What you have to do ::
Show all lines of the listing that contain the word "adaptor".

Input for this task ::

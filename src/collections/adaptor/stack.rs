use std::cmp::Ordering;
use std::fmt::{self, Debug, Formatter};
use std::hash::{Hash, Hasher};

use crate::collections::contiguous::Vector;
use crate::collections::traits::BackSequence;

/// A last-in, first-out adaptor over a [`BackSequence`], which is a [`Vector`] by default.
///
/// The Stack owns its underlying sequence and only exposes its back: values are pushed onto and
/// popped from the top. Comparisons delegate to the underlying sequence, so two stacks are equal
/// when their sequences are, and order lexicographically from the bottom up.
///
/// # Examples
/// ```
/// # use generic_algo::collections::adaptor::Stack;
/// let mut stack = Stack::new();
/// stack.push(1);
/// stack.push(2);
/// stack.push(3);
///
/// assert_eq!(stack.top(), Some(&3));
/// assert_eq!(stack.pop(), Some(3));
/// assert_eq!(stack.top(), Some(&2));
/// assert_eq!(stack.len(), 2);
/// ```
pub struct Stack<T, S: BackSequence<Item = T> = Vector<T>> {
    seq: S,
}

impl<T> Stack<T> {
    /// Creates an empty Stack backed by a [`Vector`].
    pub const fn new() -> Stack<T> {
        Stack { seq: Vector::new() }
    }
}

impl<T, S: BackSequence<Item = T>> Stack<T, S> {
    /// Creates a Stack on top of `seq`. Its last value becomes the top of the Stack.
    pub const fn with_sequence(seq: S) -> Stack<T, S> {
        Stack { seq }
    }

    /// Consumes the Stack, returning the underlying sequence.
    pub fn into_inner(self) -> S {
        self.seq
    }

    /// Returns a reference to the most recently pushed value, or [`None`] if the Stack is empty.
    pub fn top(&self) -> Option<&T> {
        self.seq.back()
    }

    pub fn top_mut(&mut self) -> Option<&mut T> {
        self.seq.back_mut()
    }

    pub fn push(&mut self, value: T) {
        self.seq.push_back(value)
    }

    /// Removes and returns the most recently pushed value, or [`None`] if the Stack is empty.
    pub fn pop(&mut self) -> Option<T> {
        self.seq.pop_back()
    }

    pub fn len(&self) -> usize {
        self.seq.len()
    }

    pub fn is_empty(&self) -> bool {
        self.seq.is_empty()
    }
}

impl<T, S: BackSequence<Item = T>> From<S> for Stack<T, S> {
    fn from(seq: S) -> Self {
        Stack::with_sequence(seq)
    }
}

impl<T, S: BackSequence<Item = T> + Default> Default for Stack<T, S> {
    fn default() -> Self {
        Stack::with_sequence(S::default())
    }
}

impl<T, S: BackSequence<Item = T> + Clone> Clone for Stack<T, S> {
    fn clone(&self) -> Self {
        Stack::with_sequence(self.seq.clone())
    }
}

impl<T, S: BackSequence<Item = T> + PartialEq> PartialEq for Stack<T, S> {
    fn eq(&self, other: &Self) -> bool {
        self.seq == other.seq
    }
}

impl<T, S: BackSequence<Item = T> + Eq> Eq for Stack<T, S> {}

impl<T, S: BackSequence<Item = T> + PartialOrd> PartialOrd for Stack<T, S> {
    fn partial_cmp(&self, other: &Self) -> Option<Ordering> {
        self.seq.partial_cmp(&other.seq)
    }
}

impl<T, S: BackSequence<Item = T> + Ord> Ord for Stack<T, S> {
    fn cmp(&self, other: &Self) -> Ordering {
        self.seq.cmp(&other.seq)
    }
}

impl<T, S: BackSequence<Item = T> + Hash> Hash for Stack<T, S> {
    fn hash<H: Hasher>(&self, state: &mut H) {
        self.seq.hash(state)
    }
}

impl<T, S: BackSequence<Item = T> + Debug> Debug for Stack<T, S> {
    fn fmt(&self, f: &mut Formatter<'_>) -> fmt::Result {
        f.debug_struct("Stack")
            .field("seq", &self.seq)
            .finish()
    }
}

Finished exercise ::
filename src/collections/adaptor/stack.rs
/// A last-in, first-out adaptor over a [`BackSequence`], which is a [`Vector`] by default.
/// # use generic_algo::collections::adaptor::Stack;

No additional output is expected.